Adidas Increases Sales & Profit Targets For 2017; To Keep Investing Heavily In U.S. & To Boost E-Commerce Effort


Adidas increased sales and profit targets on Wednesday, sending shares in the German sportswear firm to a record high as it pledged to keep investing heavily in the key U.S. market and do more to boost e-commerce sales.

BNN.ca

“We are still in catch-up mode in North America,” Chief Executive Kasper Rorsted told journalists, noting that the United States accounts for a third of global sports wear sales but is the only market where Adidas significantly lags Nike…(Adidas more than doubled its share of the U.S. athletic footwear market to 10% in January, but remained far behind Nike at 45%, according to market data firm NPD)…

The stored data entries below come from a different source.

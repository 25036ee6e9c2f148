//! Conversion of a classified raw payload into the canonical series.
//!
//! One function per shape would invite drift; instead [`normalize`] is a
//! single exhaustive match over [`ShapeTag`] so the compiler guarantees every
//! recognized shape has a conversion rule. The function never fails: any
//! internal inconsistency degrades to the explicit empty series.

use crate::classify::ShapeTag;
use crate::models::{CanonicalSeries, NamedSeries, PointTag, RawChartRecord, SeriesPoint};
use serde_json::Value;

/// Render a JSON value as a categorical/date axis label.
fn label_of(v: &Value) -> String {
    match v {
        Value::String(s) => s.clone(),
        Value::Number(n) => {
            // Whole numbers print without a trailing ".0" (years, months...).
            if let Some(i) = n.as_i64() {
                i.to_string()
            } else {
                n.to_string()
            }
        }
        Value::Bool(b) => b.to_string(),
        _ => String::new(),
    }
}

/// Extract a numeric value, tolerating the upstream's habit of serializing
/// numbers as strings. Nulls and non-numerics propagate as `None`.
fn num_of(v: &Value) -> Option<f64> {
    match v {
        Value::Number(n) => n.as_f64(),
        Value::String(s) => s.trim().parse::<f64>().ok(),
        _ => None,
    }
}

fn arr<'a>(data: &'a Value, key: &str) -> Option<&'a Vec<Value>> {
    data.get(key).and_then(Value::as_array)
}

/// Default axis labels per shape; `data.x_label`/`data.y_label` override.
fn default_labels(tag: ShapeTag) -> (&'static str, &'static str) {
    match tag {
        ShapeTag::DateSalesPair | ShapeTag::HistoricalForecastPair | ShapeTag::XLinesMultiSeries => {
            ("Date", "Value")
        }
        _ => ("Category", "Value"),
    }
}

/// Zip two paired arrays into points, truncating to the shorter side when the
/// lengths disagree. The truncation is a documented lossy policy, reported
/// through the returned flag rather than an error.
fn zip_pair(xs: &[Value], ys: &[Value], tag: Option<PointTag>) -> (Vec<SeriesPoint>, bool) {
    let n = xs.len().min(ys.len());
    let truncated = xs.len() != ys.len();
    if truncated {
        log::warn!(
            "paired arrays of unequal length ({} vs {}), truncating to {}",
            xs.len(),
            ys.len(),
            n
        );
    }
    let points = xs
        .iter()
        .zip(ys.iter())
        .take(n)
        .map(|(x, y)| SeriesPoint {
            x: label_of(x),
            y: num_of(y),
            tag,
            lower_bound: None,
            upper_bound: None,
        })
        .collect();
    (points, truncated)
}

/// Pass-through for arrays whose elements already look like `{x, y}` objects.
/// A single malformed element rejects the whole array; conversions are never
/// partial.
fn points_from_xy_objects(items: &[Value]) -> Option<Vec<SeriesPoint>> {
    let mut out = Vec::with_capacity(items.len());
    for item in items {
        let obj = item.as_object()?;
        if !obj.contains_key("x") || !obj.contains_key("y") {
            return None;
        }
        out.push(SeriesPoint::new(label_of(&obj["x"]), num_of(&obj["y"])));
    }
    Some(out)
}

/// Convert a raw record and its shape tag into the canonical series.
///
/// Never panics and never returns an error: unrecognized or inconsistent
/// payloads yield an empty series so callers can render a deterministic
/// "no data" affordance.
pub fn normalize(record: &RawChartRecord, tag: ShapeTag) -> CanonicalSeries {
    let data = &record.data;
    let (dx, dy) = default_labels(tag);
    let x_label = data
        .get("x_label")
        .and_then(Value::as_str)
        .unwrap_or(dx)
        .to_string();
    let y_label = data
        .get("y_label")
        .and_then(Value::as_str)
        .unwrap_or(dy)
        .to_string();

    let mut out = CanonicalSeries::empty(&x_label, &y_label);

    match tag {
        ShapeTag::DateSalesPair => {
            if let (Some(xs), Some(ys)) = (arr(data, "date"), arr(data, "sales")) {
                (out.points, out.truncated) = zip_pair(xs, ys, None);
            }
        }
        ShapeTag::CategorySalesPair => {
            if let (Some(xs), Some(ys)) = (arr(data, "category"), arr(data, "sales")) {
                (out.points, out.truncated) = zip_pair(xs, ys, None);
            }
        }
        ShapeTag::XYPair => {
            if let (Some(xs), Some(ys)) = (arr(data, "x"), arr(data, "y")) {
                (out.points, out.truncated) = zip_pair(xs, ys, None);
            }
        }
        ShapeTag::LabelsValuesPair => {
            if let (Some(xs), Some(ys)) = (arr(data, "labels"), arr(data, "values")) {
                (out.points, out.truncated) = zip_pair(xs, ys, None);
            }
        }
        ShapeTag::XLinesMultiSeries => {
            if let (Some(xs), Some(lines)) = (
                arr(data, "x"),
                data.get("lines").and_then(Value::as_object),
            ) {
                // One named sub-series per key, in source order. Missing values
                // zero-fill so multi-line charts stay visually continuous.
                for (name, values) in lines {
                    let vals = values.as_array().map(Vec::as_slice).unwrap_or(&[]);
                    let points = xs
                        .iter()
                        .enumerate()
                        .map(|(i, x)| {
                            let y = vals.get(i).and_then(num_of).unwrap_or(0.0);
                            (label_of(x), y)
                        })
                        .collect();
                    out.series.push(NamedSeries {
                        name: name.clone(),
                        points,
                    });
                }
            }
        }
        ShapeTag::HistoricalForecastPair => {
            let hist = data.get("historical");
            let fore = data.get("forecast");
            if let (Some(hx), Some(hy)) = (
                hist.and_then(|h| arr(h, "x")),
                hist.and_then(|h| arr(h, "y")),
            ) {
                let (points, truncated) = zip_pair(hx, hy, Some(PointTag::Historical));
                out.points = points;
                out.truncated = truncated;
            }
            if let (Some(fx), Some(fy)) = (
                fore.and_then(|f| arr(f, "x")),
                fore.and_then(|f| arr(f, "y")),
            ) {
                let (mut points, truncated) = zip_pair(fx, fy, Some(PointTag::Forecast));
                out.truncated |= truncated;
                let lo = fore.and_then(|f| arr(f, "lower_bound"));
                let hi = fore.and_then(|f| arr(f, "upper_bound"));
                for (i, p) in points.iter_mut().enumerate() {
                    p.lower_bound = lo.and_then(|a| a.get(i)).and_then(num_of);
                    p.upper_bound = hi.and_then(|a| a.get(i)).and_then(num_of);
                }
                out.points.append(&mut points);
            }
        }
        ShapeTag::BareArray => {
            if let Some(items) = data.as_array()
                && let Some(points) = points_from_xy_objects(items)
            {
                out.points = points;
            }
        }
        ShapeTag::NestedArray => {
            if let Some(items) = arr(data, "data")
                && let Some(points) = points_from_xy_objects(items)
            {
                out.points = points;
            }
        }
        // A nested non-array object has no defined conversion; empty series.
        ShapeTag::NestedObject | ShapeTag::Empty => {}
    }

    out
}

Rorsted went on to say that Adidas would:

  • keep investing heavily in the United States, including in staff, infrastructure, marketing and in-store fittings, noting that retailers such as Foot Locker and Dicks Sporting Goods were positive about the brand’s future…
  • focus even more strongly on the Adidas and Reebok brands in future, announcing plans to sell the ice hockey brand in addition to its golf business, which has been on the block since last May but has yet to find a buyer…
  • expand the use of technologies such as 3D printing, and double the e-commerce sales target for 2020 to 4 billion euros (US$4.2 billion) out of an expected 25 to 27 billion euro total, and from 1 billion achieved in 2016. (Nike has set a target to reach $7 billion in e-commerce sales by 2020, out of expected total revenue of $50 billion.)
  • simplify business processes, including further trimming the number of articles offered and harmonizing marketing activities…
  • make a push to promote more women at the firm based in conservative southern Germany, while introducing a plan to link pay for top executives to the Adidas share price…
  • in 2017:
    • increase currency-neutral revenues by between 10 & 12% on average between 2015 and 2020,
    • increase operating profit margin to 11% – from 7.6% in 2016 (albeit still shy of Nike’s 14%),
    • increase currency-neutral sales by between 11 & 13% and
    • increase net income by as much as 20% to a level up to 1.22 billion euros, ahead of the 1.13 billion euros expected by analysts.